**Problem to work on**
Find how many lines below mention "required". Nothing but the number is needed.

**Data shown**
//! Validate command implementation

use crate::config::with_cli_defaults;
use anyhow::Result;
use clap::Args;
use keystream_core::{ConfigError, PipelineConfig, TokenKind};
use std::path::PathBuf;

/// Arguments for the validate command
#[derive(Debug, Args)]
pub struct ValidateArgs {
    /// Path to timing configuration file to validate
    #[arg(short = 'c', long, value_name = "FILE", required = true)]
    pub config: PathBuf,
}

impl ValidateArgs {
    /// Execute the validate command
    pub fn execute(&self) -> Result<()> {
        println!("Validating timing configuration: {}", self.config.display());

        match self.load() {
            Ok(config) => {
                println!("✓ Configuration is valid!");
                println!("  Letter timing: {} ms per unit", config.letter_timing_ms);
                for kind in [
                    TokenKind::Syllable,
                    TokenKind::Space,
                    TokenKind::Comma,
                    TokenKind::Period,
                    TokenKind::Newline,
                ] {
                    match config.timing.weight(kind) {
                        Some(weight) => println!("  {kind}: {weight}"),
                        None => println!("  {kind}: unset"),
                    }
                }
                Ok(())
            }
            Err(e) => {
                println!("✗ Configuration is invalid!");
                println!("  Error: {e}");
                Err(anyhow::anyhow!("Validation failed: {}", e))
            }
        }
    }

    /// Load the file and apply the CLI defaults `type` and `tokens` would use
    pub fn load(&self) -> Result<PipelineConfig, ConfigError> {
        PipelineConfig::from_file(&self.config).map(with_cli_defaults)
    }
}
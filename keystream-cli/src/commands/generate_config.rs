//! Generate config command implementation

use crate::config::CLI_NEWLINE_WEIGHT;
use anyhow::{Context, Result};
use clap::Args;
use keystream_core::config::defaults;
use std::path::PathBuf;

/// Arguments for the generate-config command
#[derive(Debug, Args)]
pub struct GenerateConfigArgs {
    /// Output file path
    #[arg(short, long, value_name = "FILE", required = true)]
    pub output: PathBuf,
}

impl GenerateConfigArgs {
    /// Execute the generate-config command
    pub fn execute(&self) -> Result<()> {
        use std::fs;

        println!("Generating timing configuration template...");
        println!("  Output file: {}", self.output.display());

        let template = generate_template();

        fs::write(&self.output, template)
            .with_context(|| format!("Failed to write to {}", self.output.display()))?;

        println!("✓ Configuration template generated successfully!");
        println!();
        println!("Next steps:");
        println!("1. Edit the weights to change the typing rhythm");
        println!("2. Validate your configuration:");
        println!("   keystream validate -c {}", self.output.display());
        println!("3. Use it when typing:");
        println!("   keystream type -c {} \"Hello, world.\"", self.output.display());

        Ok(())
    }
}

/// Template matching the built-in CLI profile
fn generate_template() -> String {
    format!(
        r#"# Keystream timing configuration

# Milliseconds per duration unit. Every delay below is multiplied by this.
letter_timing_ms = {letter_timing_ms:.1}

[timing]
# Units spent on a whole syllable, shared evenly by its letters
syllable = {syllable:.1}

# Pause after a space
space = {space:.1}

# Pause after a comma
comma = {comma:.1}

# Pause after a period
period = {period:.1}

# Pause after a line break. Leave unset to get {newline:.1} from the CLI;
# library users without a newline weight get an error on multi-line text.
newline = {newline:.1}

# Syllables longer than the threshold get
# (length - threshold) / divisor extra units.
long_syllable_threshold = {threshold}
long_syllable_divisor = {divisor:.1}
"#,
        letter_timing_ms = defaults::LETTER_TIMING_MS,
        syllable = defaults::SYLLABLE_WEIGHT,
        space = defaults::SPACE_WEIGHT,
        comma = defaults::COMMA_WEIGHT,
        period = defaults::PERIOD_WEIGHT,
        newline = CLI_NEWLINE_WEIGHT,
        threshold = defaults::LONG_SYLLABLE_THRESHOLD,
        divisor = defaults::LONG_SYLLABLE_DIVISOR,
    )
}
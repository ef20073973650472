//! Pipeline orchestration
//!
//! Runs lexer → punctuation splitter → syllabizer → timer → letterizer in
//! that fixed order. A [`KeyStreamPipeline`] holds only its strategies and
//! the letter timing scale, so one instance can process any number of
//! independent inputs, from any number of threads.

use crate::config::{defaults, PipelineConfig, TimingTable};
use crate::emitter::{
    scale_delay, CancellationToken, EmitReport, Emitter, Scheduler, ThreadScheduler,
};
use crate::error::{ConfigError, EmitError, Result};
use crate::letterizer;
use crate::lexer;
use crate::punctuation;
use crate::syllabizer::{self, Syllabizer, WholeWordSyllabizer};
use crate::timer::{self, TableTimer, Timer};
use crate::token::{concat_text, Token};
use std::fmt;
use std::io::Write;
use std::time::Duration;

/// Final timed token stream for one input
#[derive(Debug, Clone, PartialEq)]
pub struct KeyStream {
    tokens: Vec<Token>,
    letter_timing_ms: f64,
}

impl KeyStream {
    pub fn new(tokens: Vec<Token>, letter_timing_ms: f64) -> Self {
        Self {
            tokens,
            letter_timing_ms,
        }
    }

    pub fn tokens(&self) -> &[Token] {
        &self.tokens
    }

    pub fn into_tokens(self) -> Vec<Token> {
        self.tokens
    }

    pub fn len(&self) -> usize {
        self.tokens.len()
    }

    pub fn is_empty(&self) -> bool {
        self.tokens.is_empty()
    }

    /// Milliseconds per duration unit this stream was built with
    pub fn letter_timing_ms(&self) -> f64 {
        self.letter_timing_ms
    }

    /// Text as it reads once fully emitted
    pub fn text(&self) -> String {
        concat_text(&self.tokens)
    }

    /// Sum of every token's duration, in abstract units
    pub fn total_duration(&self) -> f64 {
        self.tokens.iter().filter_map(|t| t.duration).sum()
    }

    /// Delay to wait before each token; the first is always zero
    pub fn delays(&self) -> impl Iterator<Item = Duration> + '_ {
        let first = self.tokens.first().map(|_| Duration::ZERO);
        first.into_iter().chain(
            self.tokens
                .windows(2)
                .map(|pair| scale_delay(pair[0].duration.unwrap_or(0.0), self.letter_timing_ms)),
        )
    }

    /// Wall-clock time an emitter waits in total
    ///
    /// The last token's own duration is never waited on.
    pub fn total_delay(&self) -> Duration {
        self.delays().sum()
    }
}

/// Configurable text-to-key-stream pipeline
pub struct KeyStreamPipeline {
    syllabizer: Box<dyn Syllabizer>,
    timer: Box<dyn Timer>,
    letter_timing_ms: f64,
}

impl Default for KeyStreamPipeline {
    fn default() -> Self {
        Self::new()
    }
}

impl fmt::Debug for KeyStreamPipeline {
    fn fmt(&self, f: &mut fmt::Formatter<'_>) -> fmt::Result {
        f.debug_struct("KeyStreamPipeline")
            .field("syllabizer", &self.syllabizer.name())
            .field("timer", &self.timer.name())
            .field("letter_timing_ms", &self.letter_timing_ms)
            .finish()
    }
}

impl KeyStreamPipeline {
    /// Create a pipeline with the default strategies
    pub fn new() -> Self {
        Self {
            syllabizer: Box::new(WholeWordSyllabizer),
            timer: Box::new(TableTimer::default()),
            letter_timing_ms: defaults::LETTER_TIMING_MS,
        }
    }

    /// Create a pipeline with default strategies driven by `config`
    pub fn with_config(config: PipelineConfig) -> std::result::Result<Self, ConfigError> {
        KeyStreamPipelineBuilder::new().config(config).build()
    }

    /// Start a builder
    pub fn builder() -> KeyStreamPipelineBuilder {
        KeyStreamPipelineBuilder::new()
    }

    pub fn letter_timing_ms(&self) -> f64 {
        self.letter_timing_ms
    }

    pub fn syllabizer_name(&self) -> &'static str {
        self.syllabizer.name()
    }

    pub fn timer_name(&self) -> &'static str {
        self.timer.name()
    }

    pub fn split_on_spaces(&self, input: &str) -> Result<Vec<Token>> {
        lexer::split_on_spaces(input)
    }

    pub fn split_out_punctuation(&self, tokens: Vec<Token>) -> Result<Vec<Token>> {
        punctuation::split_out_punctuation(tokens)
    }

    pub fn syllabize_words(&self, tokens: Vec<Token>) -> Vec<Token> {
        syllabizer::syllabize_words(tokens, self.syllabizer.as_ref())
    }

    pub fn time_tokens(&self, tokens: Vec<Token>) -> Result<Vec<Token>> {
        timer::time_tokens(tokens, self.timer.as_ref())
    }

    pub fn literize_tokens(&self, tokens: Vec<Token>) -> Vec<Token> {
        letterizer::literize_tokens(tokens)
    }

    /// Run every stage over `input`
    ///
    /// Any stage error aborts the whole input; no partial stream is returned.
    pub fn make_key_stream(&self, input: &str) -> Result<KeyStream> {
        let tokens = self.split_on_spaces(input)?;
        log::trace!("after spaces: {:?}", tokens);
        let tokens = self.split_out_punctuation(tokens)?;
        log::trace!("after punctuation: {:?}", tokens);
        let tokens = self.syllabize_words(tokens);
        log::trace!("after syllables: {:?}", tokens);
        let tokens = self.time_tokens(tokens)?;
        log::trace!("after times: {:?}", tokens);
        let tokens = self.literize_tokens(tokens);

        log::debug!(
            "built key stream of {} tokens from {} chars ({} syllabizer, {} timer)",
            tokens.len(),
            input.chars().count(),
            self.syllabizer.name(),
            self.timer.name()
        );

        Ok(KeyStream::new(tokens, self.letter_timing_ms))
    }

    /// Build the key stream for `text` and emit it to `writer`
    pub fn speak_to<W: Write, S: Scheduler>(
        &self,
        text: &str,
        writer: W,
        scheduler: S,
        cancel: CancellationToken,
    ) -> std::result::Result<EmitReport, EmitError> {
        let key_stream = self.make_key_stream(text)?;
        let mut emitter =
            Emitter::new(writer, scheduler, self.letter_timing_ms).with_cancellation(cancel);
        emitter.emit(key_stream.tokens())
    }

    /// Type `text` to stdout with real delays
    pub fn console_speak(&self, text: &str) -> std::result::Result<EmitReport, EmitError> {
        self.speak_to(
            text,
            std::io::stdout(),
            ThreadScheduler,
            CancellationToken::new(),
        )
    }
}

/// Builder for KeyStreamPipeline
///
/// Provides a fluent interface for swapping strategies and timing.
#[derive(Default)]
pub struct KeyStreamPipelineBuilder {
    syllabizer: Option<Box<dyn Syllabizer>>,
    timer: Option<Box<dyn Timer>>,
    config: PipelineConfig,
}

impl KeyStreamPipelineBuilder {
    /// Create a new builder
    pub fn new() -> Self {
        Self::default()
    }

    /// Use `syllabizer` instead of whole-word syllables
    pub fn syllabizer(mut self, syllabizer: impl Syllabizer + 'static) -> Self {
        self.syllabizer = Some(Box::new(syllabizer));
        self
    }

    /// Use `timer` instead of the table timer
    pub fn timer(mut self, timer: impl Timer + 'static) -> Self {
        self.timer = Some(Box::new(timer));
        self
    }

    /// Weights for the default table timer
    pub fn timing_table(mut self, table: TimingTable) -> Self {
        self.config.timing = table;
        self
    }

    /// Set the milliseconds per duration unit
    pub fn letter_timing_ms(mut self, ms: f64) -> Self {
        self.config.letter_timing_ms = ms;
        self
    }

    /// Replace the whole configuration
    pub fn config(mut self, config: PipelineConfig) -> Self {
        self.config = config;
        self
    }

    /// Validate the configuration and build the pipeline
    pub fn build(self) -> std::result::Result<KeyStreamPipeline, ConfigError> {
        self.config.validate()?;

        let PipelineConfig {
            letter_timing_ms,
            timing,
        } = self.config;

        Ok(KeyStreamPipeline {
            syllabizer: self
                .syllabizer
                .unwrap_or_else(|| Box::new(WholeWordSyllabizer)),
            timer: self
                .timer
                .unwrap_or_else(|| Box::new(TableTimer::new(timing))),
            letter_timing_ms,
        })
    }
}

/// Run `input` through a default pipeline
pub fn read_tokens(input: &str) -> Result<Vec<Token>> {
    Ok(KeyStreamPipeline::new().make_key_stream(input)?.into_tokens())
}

**Written reply**
2